AstraZeneca and Oxford University said Monday that their COVID-19 vaccine proved to be 79 percent effective against symptomatic illness and 100 percent effective at preventing serious COVID-19 cases or hospitalization in a U.S. trial involving more than 30,000 people. The vaccine, tested on 32,559 people 18 and older was effective among all age groups and demographics, including 80 percent effective with participants 65 and older.

The U.S. trial's independent safety monitors, aided by an outside neurologist, specifically reviewed the trail data for increased risk of severe blood clotting, following reports of vaccinated people in Europe suffering from cerebral venous sinus thrombosis.
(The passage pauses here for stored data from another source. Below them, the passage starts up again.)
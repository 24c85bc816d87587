use crate::core::{
    sanitize::sanitize,
    value::{Map, Value},
};
use serde::{Serialize, Serializer};
use thiserror::Error;

#[derive(Debug, Error, PartialEq)]
pub enum RecordError {
    #[error("Record must be a mapping of field names to values, found {found}")]
    NotAMapping { found: &'static str },
}

/// One unit of data: field names mapped to values, in insertion order.
#[derive(Debug, Clone, Default, PartialEq)]
pub struct Record {
    fields: Map,
}

impl Record {
    pub fn new(fields: Map) -> Self {
        Record { fields }
    }

    pub fn fields(&self) -> &Map {
        &self.fields
    }

    pub fn into_fields(self) -> Map {
        self.fields
    }

    pub fn get(&self, field: &str) -> Option<&Value> {
        self.fields.get(field)
    }

    pub fn insert(&mut self, field: impl Into<String>, value: Value) -> Option<Value> {
        self.fields.insert(field.into(), value)
    }

    pub fn keys(&self) -> impl Iterator<Item = &str> {
        self.fields.keys().map(String::as_str)
    }

    pub fn len(&self) -> usize {
        self.fields.len()
    }

    pub fn is_empty(&self) -> bool {
        self.fields.is_empty()
    }

    pub fn size_bytes(&self) -> usize {
        self.fields
            .iter()
            .map(|(k, v)| k.len() + 3 + v.size_bytes())
            .sum::<usize>()
            + 2
    }

    /// Returns the record with every text value free of surrogates.
    pub fn sanitized(self) -> Record {
        Record {
            fields: self
                .fields
                .into_iter()
                .map(|(k, v)| (k, sanitize(v)))
                .collect(),
        }
    }

    pub fn has_unchecked_text(&self) -> bool {
        self.fields.values().any(Value::has_unchecked_text)
    }
}

impl TryFrom<Value> for Record {
    type Error = RecordError;

    fn try_from(value: Value) -> Result<Self, Self::Error> {
        match value {
            Value::Map(fields) => Ok(Record { fields }),
            other => Err(RecordError::NotAMapping {
                found: other.type_name(),
            }),
        }
    }
}

impl TryFrom<serde_json::Value> for Record {
    type Error = RecordError;

    fn try_from(value: serde_json::Value) -> Result<Self, Self::Error> {
        Record::try_from(Value::from(value))
    }
}

impl FromIterator<(String, Value)> for Record {
    fn from_iter<I: IntoIterator<Item = (String, Value)>>(iter: I) -> Self {
        Record {
            fields: iter.into_iter().collect(),
        }
    }
}

impl Serialize for Record {
    fn serialize<S: Serializer>(&self, serializer: S) -> Result<S::Ok, S::Error> {
        serializer.collect_map(self.fields.iter())
    }
}

#[cfg(test)]
mod tests {
    use super::*;
    use serde_json::json;

    #[test]
    fn test_try_from_rejects_non_mappings() {
        for value in [
            Value::Null,
            Value::Int(1),
            Value::from("x"),
            Value::Sequence(vec![]),
        ] {
            let found = value.type_name();
            assert_eq!(
                Record::try_from(value),
                Err(RecordError::NotAMapping { found })
            );
        }
        assert!(Record::try_from(json!({})).unwrap().is_empty());
    }

    #[test]
    fn test_sanitized_record() {
        let mut record = Record::try_from(json!({"id": 1})).unwrap();
        record.insert("name", Value::Utf16(vec![0x48, 0xD800, 0x69]));
        assert!(record.has_unchecked_text());

        let clean = record.sanitized();
        assert!(!clean.has_unchecked_text());
        assert_eq!(clean.get("name"), Some(&Value::from("Hi")));
        assert_eq!(clean.keys().collect::<Vec<_>>(), vec!["id", "name"]);
        assert_eq!(serde_json::to_string(&clean).unwrap(), r#"{"id":1,"name":"Hi"}"#);
    }
}
use engine_config::settings::retry::RetrySettings;
use std::time::Duration;

/// Indicates whether an error should be retried or treated as fatal.
#[derive(Debug, Clone, Copy, PartialEq, Eq)]
pub enum RetryDisposition {
    Retry,
    Stop,
}

#[derive(Debug, Clone)]
pub struct RetryPolicy {
    pub max_attempts: usize,
    pub base_delay: Duration,
    pub max_delay: Duration,
}

impl Default for RetryPolicy {
    fn default() -> Self {
        Self::from_settings(&RetrySettings::default())
    }
}

impl RetryPolicy {
    pub fn new(max_attempts: usize, base_delay: Duration, max_delay: Duration) -> Self {
        Self {
            max_attempts: max_attempts.max(1),
            base_delay,
            max_delay: if max_delay.is_zero() {
                base_delay
            } else {
                max_delay
            },
        }
    }

    pub fn from_settings(settings: &RetrySettings) -> Self {
        Self::new(
            settings.max_attempts,
            Duration::from_millis(settings.base_delay_ms),
            Duration::from_millis(settings.max_delay_ms),
        )
    }

    /// No waiting between attempts.
    pub fn immediate(max_attempts: usize) -> Self {
        Self::new(max_attempts, Duration::ZERO, Duration::ZERO)
    }

    /// Delay before the next try once `attempt` (1-based) attempts have
    /// failed, or `None` when the attempts are used up.
    pub fn delay_after(&self, attempt: usize) -> Option<Duration> {
        if attempt >= self.max_attempts {
            return None;
        }
        Some(self.backoff_delay(attempt.saturating_sub(1)))
    }

    fn backoff_delay(&self, attempt: usize) -> Duration {
        if self.base_delay.is_zero() {
            return Duration::from_millis(0);
        }

        let factor = 1u128 << attempt.min(6);
        let base_ms = self.base_delay.as_millis();
        let delay_ms = base_ms.saturating_mul(factor);
        let capped = delay_ms.min(self.max_delay.as_millis());
        Duration::from_millis(capped as u64)
    }
}

#[cfg(test)]
mod tests {
    use super::*;

    #[test]
    fn test_exponential_backoff_is_capped() {
        let policy = RetryPolicy::new(6, Duration::from_millis(250), Duration::from_secs(1));
        let delays: Vec<_> = (1..6).filter_map(|a| policy.delay_after(a)).collect();
        assert_eq!(
            delays,
            vec![
                Duration::from_millis(250),
                Duration::from_millis(500),
                Duration::from_millis(1000),
                Duration::from_millis(1000),
                Duration::from_millis(1000),
            ]
        );
        assert_eq!(policy.delay_after(6), None);
    }

    #[test]
    fn test_at_least_one_attempt() {
        let policy = RetryPolicy::immediate(0);
        assert_eq!(policy.max_attempts, 1);
        assert_eq!(policy.delay_after(1), None);
    }
}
The review found no increased risk of thrombosis in the 21,583 volunteers who received at least one dose of the vaccine; the other participants were given a placebo.

A YouGov poll published Monday found that a growing number of adults in Spain, Germany, France, and Italy believe the AstraZeneca vaccine is unsafe, following a brief suspension of the vaccine in those countries last week. They began using the vaccine again after the European Medicines Agency and World Health Organization affirmed that AstraZeneca's vaccine is safe and effective.

Public confidence in this vaccine, developed by Oxford researchers, is especially important for the global vaccination effort. The vaccine is already the most-used shot in many countries, and largely because of its price — about $4 a dose — and ability to be stored in a normal refrigerator, it is central to the efforts to vaccinate the developing world.

The U.S. has also ordered 300 million doses, though the Food and Drug Administration has not yet given it emergency use authorization. AstraZeneca said Monday it will submit the full results of its U.S. trial to the FDA and for peer review to be published in a journal.